🌊 Despoluição do Rio Tâmisa levou mais de 150 anos
Dos tempos do "Grande Fedor" 😷 — como o Tâmisa ficou conhecido em 1858, quando as sessões do Parlamento foram suspensas por causa do mau cheiro — até os dias atuais, foram quase 150 anos de investimentos contínuos na despoluição das águas do rio que cruza a cidade de Londres.
Bilhões de libras depois, remadores 🚣, velejadores ⛵ e até pescadores 🎣 voltaram a frequentar o Tâmisa, que hoje abriga 121 espécies de peixes em suas águas.
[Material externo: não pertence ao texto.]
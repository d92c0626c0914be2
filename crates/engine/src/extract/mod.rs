//! 의존성 추출
//!
//! 탐지 결과([`Detection`])에 따라 결정된 도구로 의존성 트리를 출력하게 하거나,
//! 도구가 필요 없으면 lockfile을 직접 읽습니다.
//!
//! | 생태계 | 도구 사용 | 매니페스트만 |
//! |--------|-----------|--------------|
//! | Gradle | `dependencies --configuration runtimeClasspath` | 빈 목록 |
//! | Maven  | `dependency:tree -DoutputFile=...` | 빈 목록 |
//! | npm    | `ls --all --json` | `package-lock.json` |
//! | Go     | `list -m all` | - |
//! | pip    | `freeze` | `requirements.txt` |

pub mod go;
pub mod npm;
pub mod pip;
pub mod tree;

use std::collections::BTreeSet;
use std::fmt;
use std::path::Path;
use std::str::FromStr;

use tracing::{debug, info, warn};

use crate::context::ExecContext;
use crate::detector::Detection;
use crate::detector::npm::NPM_LOCKFILE;
use crate::detector::pip::REQUIREMENTS_FILE;
use crate::environment::EcosystemEnvironment;
use crate::error::EngineError;
use crate::failure::ExecutionFailure;
use crate::process::{ProcessError, ProcessOutput};
use crate::types::{Dependency, Ecosystem};

pub use tree::{TreeStyle, parse_dependency_tree};

/// Gradle 의존성 구성
const GRADLE_CONFIGURATION: &str = "runtimeClasspath";

/// Maven 스코프 필터
#[derive(Debug, Clone, PartialEq, Eq)]
pub enum ScopeFilter {
    /// 필터링하지 않음
    All,
    /// 지정된 스코프만 포함
    Only(BTreeSet<String>),
}

impl Default for ScopeFilter {
    fn default() -> Self {
        Self::Only(["compile", "runtime"].into_iter().map(String::from).collect())
    }
}

impl ScopeFilter {
    /// 스코프가 없는 노드는 항상 포함합니다.
    pub fn allows(&self, scope: Option<&str>) -> bool {
        match (self, scope) {
            (Self::All, _) | (_, None) => true,
            (Self::Only(scopes), Some(scope)) => scopes.contains(scope),
        }
    }

    /// 필터에 맞지 않는 노드를 하위 트리와 함께 제거합니다.
    pub fn apply(&self, deps: Vec<Dependency>) -> Vec<Dependency> {
        if matches!(self, Self::All) {
            return deps;
        }
        deps.into_iter()
            .filter(|d| self.allows(d.scope.as_deref()))
            .map(|mut d| {
                d.children = self.apply(std::mem::take(&mut d.children));
                d
            })
            .collect()
    }
}

impl FromStr for ScopeFilter {
    type Err = EngineError;

    /// `"compile,runtime"` 또는 `"all"`
    fn from_str(s: &str) -> Result<Self, Self::Err> {
        let scopes: BTreeSet<String> = s
            .split(',')
            .map(|p| p.trim().to_lowercase())
            .filter(|p| !p.is_empty())
            .collect();
        if scopes.is_empty() {
            return Err(EngineError::Config {
                field: "scope".to_owned(),
                reason: "must not be empty".to_owned(),
            });
        }
        if scopes.contains("all") {
            return Ok(Self::All);
        }
        Ok(Self::Only(scopes))
    }
}

impl fmt::Display for ScopeFilter {
    fn fmt(&self, f: &mut fmt::Formatter<'_>) -> fmt::Result {
        match self {
            Self::All => f.write_str("all"),
            Self::Only(scopes) => {
                let joined: Vec<&str> = scopes.iter().map(String::as_str).collect();
                f.write_str(&joined.join(","))
            }
        }
    }
}

/// 추출 옵션
#[derive(Debug, Clone, Default, PartialEq, Eq)]
pub struct ExtractOptions {
    /// Maven 스코프 필터
    pub maven_scopes: ScopeFilter,
    /// Gradle 하위 프로젝트 (`:name` 형식, 비어 있으면 루트 프로젝트)
    pub gradle_projects: Vec<String>,
}

impl ExtractOptions {
    /// `--gradle-projects` 값(쉼표 구분)을 `:name` 형식으로 정규화합니다.
    pub fn with_gradle_projects(mut self, list: &str) -> Self {
        self.gradle_projects = list
            .split(',')
            .map(str::trim)
            .filter(|p| !p.is_empty())
            .map(normalize_gradle_project)
            .collect();
        self
    }
}

/// 프로젝트 이름을 `:name` 형식으로 정규화합니다.
pub fn normalize_gradle_project(name: &str) -> String {
    format!(":{}", name.trim_start_matches(':'))
}

/// 생태계 하나의 의존성을 추출합니다.
pub async fn extract(
    ctx: &ExecContext,
    ecosystem: Ecosystem,
    dir: &Path,
    detection: &Detection,
    options: &ExtractOptions,
) -> Result<Vec<Dependency>, EngineError> {
    let deps = match (ecosystem, detection) {
        (Ecosystem::Gradle, Detection::Resolved(env)) => {
            extract_gradle(ctx, env, &options.gradle_projects).await?
        }
        (Ecosystem::Maven, Detection::Resolved(env)) => {
            let deps = extract_maven(ctx, env).await?;
            options.maven_scopes.apply(deps)
        }
        (Ecosystem::Npm, Detection::Resolved(env)) => {
            let output = run_tolerating_exit(ctx, env, ["ls", "--all", "--json"]).await?;
            npm::parse_npm_ls(&output).map_err(|e| EngineError::Extraction {
                ecosystem,
                reason: format!("npm ls output: {e}"),
            })?
        }
        (Ecosystem::Npm, Detection::ManifestOnly(_)) => {
            let content = read_manifest(dir, NPM_LOCKFILE).await?;
            npm::parse_package_lock(&content).map_err(|e| EngineError::Extraction {
                ecosystem,
                reason: format!("{}: {e}", NPM_LOCKFILE),
            })?
        }
        (Ecosystem::Go, Detection::Resolved(env)) => {
            let output = run_tool(ctx, env, ["list", "-m", "all"]).await?;
            go::parse_go_list(&output.stdout_lossy())
        }
        (Ecosystem::Pip, Detection::Resolved(env)) => {
            let output = run_tool(ctx, env, ["freeze"]).await?;
            pip::parse_requirements(&output.stdout_lossy())
        }
        (Ecosystem::Pip, Detection::ManifestOnly(_)) => {
            let content = read_manifest(dir, REQUIREMENTS_FILE).await?;
            pip::parse_requirements(&content)
        }
        (_, Detection::ManifestOnly(reason)) => {
            debug!(%ecosystem, ?reason, "no tool output to extract from");
            Vec::new()
        }
    };
    info!(%ecosystem, count = deps.len(), "dependencies extracted");
    Ok(deps)
}

async fn extract_gradle(
    ctx: &ExecContext,
    env: &EcosystemEnvironment,
    projects: &[String],
) -> Result<Vec<Dependency>, EngineError> {
    let tasks: Vec<String> = if projects.is_empty() {
        vec!["dependencies".to_owned()]
    } else {
        projects.iter().map(|p| format!("{p}:dependencies")).collect()
    };

    let mut merged: Vec<Dependency> = Vec::new();
    for task in tasks {
        let output = run_tool(
            ctx,
            env,
            [task.as_str(), "--configuration", GRADLE_CONFIGURATION],
        )
        .await?;
        for dep in parse_dependency_tree(&output.stdout_lossy(), TreeStyle::Gradle) {
            // 여러 프로젝트가 공유하는 의존성은 한 번만
            if !merged.contains(&dep) {
                merged.push(dep);
            }
        }
    }
    Ok(merged)
}

async fn extract_maven(
    ctx: &ExecContext,
    env: &EcosystemEnvironment,
) -> Result<Vec<Dependency>, EngineError> {
    // --quiet 모드에서는 트리가 표준 출력에 찍히지 않으므로 파일로 받습니다.
    let output_file =
        std::env::temp_dir().join(format!("depwatch-mvn-{}.txt", uuid::Uuid::new_v4()));
    let arg = format!("-DoutputFile={}", output_file.display());
    let result = run_tool(ctx, env, ["dependency:tree", arg.as_str(), "-DappendOutput=true"]).await;

    let content = match result {
        Ok(_) => tokio::fs::read_to_string(&output_file).await.map_err(|source| {
            EngineError::Io {
                path: output_file.display().to_string(),
                source,
            }
        }),
        Err(e) => Err(e),
    };
    if let Err(e) = tokio::fs::remove_file(&output_file).await {
        debug!(path = %output_file.display(), error = %e, "remove maven output file");
    }
    Ok(parse_dependency_tree(&content?, TreeStyle::Maven))
}

/// 결정된 도구를 실행합니다. 0이 아닌 종료는 추출 실패입니다.
async fn run_tool<const N: usize>(
    ctx: &ExecContext,
    env: &EcosystemEnvironment,
    args: [&str; N],
) -> Result<ProcessOutput, EngineError> {
    let invocation = env.command(args);
    ctx.run(&invocation)
        .await
        .map_err(|e| extraction_failure(env.ecosystem(), e))
}

/// 0이 아닌 종료여도 표준 출력이 있으면 그대로 사용합니다.
///
/// `npm ls`는 누락/불일치 패키지가 있으면 1로 종료하지만 트리는 정상 출력합니다.
async fn run_tolerating_exit<const N: usize>(
    ctx: &ExecContext,
    env: &EcosystemEnvironment,
    args: [&str; N],
) -> Result<String, EngineError> {
    let invocation = env.command(args);
    match ctx.run(&invocation).await {
        Ok(output) => Ok(output.stdout_lossy()),
        Err(ProcessError::Exited { code, stdout, .. }) if !stdout.is_empty() => {
            warn!(ecosystem = %env.ecosystem(), ?code, "tool exited non-zero, using its output");
            Ok(String::from_utf8_lossy(&stdout).into_owned())
        }
        Err(e) => Err(extraction_failure(env.ecosystem(), e)),
    }
}

fn extraction_failure(ecosystem: Ecosystem, err: ProcessError) -> EngineError {
    let failure = ExecutionFailure::classify(err);
    if failure.is_cancelled() {
        return EngineError::Cancelled;
    }
    EngineError::ExtractionFailed { ecosystem, failure }
}

async fn read_manifest(dir: &Path, name: &str) -> Result<String, EngineError> {
    let path = dir.join(name);
    tokio::fs::read_to_string(&path)
        .await
        .map_err(|source| EngineError::Io {
            path: path.display().to_string(),
            source,
        })
}

#[cfg(test)]
mod tests {
    use super::*;
    use crate::config::EngineSettings;
    use crate::detector::ManifestOnlyReason;

    #[test]
    fn scope_filter_parses_list_and_all() {
        let filter: ScopeFilter = "Compile, test".parse().unwrap();
        assert!(filter.allows(Some("compile")));
        assert!(filter.allows(Some("test")));
        assert!(!filter.allows(Some("runtime")));
        assert!(filter.allows(None));

        assert_eq!("all".parse::<ScopeFilter>().unwrap(), ScopeFilter::All);
        assert!(" , ".parse::<ScopeFilter>().is_err());
    }

    #[test]
    fn default_scope_filter_is_compile_and_runtime() {
        assert_eq!(ScopeFilter::default().to_string(), "compile,runtime");
    }

    #[test]
    fn scope_filter_drops_subtrees() {
        let mut junit = Dependency::new("junit:junit", "4.13.2");
        junit.scope = Some("test".to_owned());
        let mut core = Dependency::new("a:core", "1.0");
        core.scope = Some("compile".to_owned());
        let mut nested_test = Dependency::new("a:mock", "1.0");
        nested_test.scope = Some("test".to_owned());
        core.children.push(nested_test);

        let filtered = ScopeFilter::default().apply(vec![core, junit]);
        assert_eq!(filtered.len(), 1);
        assert!(filtered[0].children.is_empty());
    }

    #[test]
    fn gradle_projects_are_normalized() {
        let opts = ExtractOptions::default().with_gradle_projects("app, :lib,,");
        assert_eq!(opts.gradle_projects, vec![":app", ":lib"]);
    }

    #[tokio::test]
    async fn npm_lockfile_is_read_without_tool() {
        let dir = tempfile::tempdir().unwrap();
        std::fs::write(
            dir.path().join("package-lock.json"),
            r#"{"lockfileVersion":3,"packages":{"":{},"node_modules/ms":{"version":"2.1.3"}}}"#,
        )
        .unwrap();
        let ctx = ExecContext::new(EngineSettings::default());
        let deps = extract(
            &ctx,
            Ecosystem::Npm,
            dir.path(),
            &Detection::ManifestOnly(ManifestOnlyReason::NoToolRequired),
            &ExtractOptions::default(),
        )
        .await
        .unwrap();
        assert_eq!(deps, vec![Dependency::new("ms", "2.1.3")]);
    }

    #[tokio::test]
    async fn skipped_gradle_yields_empty_module() {
        let dir = tempfile::tempdir().unwrap();
        let ctx = ExecContext::new(EngineSettings::default());
        let deps = extract(
            &ctx,
            Ecosystem::Gradle,
            dir.path(),
            &Detection::ManifestOnly(ManifestOnlyReason::ToolSkipped),
            &ExtractOptions::default(),
        )
        .await
        .unwrap();
        assert!(deps.is_empty());
    }

    #[tokio::test]
    async fn broken_lockfile_is_extraction_error() {
        let dir = tempfile::tempdir().unwrap();
        std::fs::write(dir.path().join("package-lock.json"), "{").unwrap();
        let ctx = ExecContext::new(EngineSettings::default());
        let err = extract(
            &ctx,
            Ecosystem::Npm,
            dir.path(),
            &Detection::ManifestOnly(ManifestOnlyReason::NoToolRequired),
            &ExtractOptions::default(),
        )
        .await
        .unwrap_err();
        assert!(matches!(err, EngineError::Extraction { ecosystem: Ecosystem::Npm, .. }));
    }
}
A poluição começou ainda por volta de 1610, quando a água do rio deixou de ser considerada potável. No entanto, a despoluição só teve início a partir de meados do século 19, quando o rio conquistou a infame alcunha devido ao seu mau cheiro insuportável.
A decisão de construir um sistema de captação de esgotos foi impulsionada principalmente pelas epidemias de cólera das décadas de 1850 e 1860. A infraestrutura criada na época ainda é a espinha dorsal do sistema atual, mesmo com diversas melhorias ao longo dos anos.
Foi então que começaram a ser construídas as primeiras estações de tratamento de esgoto. Em meados da década de 1970, um marco histórico: o primeiro salmão 🐟 em décadas foi avistado no Tâmisa, um peixe extremamente sensível à poluição.
Atualmente, a presença de salmões no rio é comum, mas os investimentos continuam. A Thames Water, empresa de saneamento de Londres, já investiu mais de 1 bilhão de libras desde 1989 na melhoria do sistema de esgoto.
Peter Spillett, diretor de Meio Ambiente da empresa, já veio ao Brasil e conheceu de perto o Rio Tietê. Segundo ele, o Tietê é severamente poluído pela ausência de controle sobre os dejetos industriais e domésticos: "Você tem montes de efluentes lançados nesse rio relativamente pequeno e, daí, ele está biologicamente morto."
A história do Tâmisa serve de exemplo inspirador 🌱 para outras cidades que enfrentam desafios semelhantes, mostrando que, com tempo, investimento e vontade política, é possível reverter até mesmo os quadros mais críticos de degradação ambiental.
📄 Fonte: CAMARA, Eric Bücher. BBC Brasil, 2003.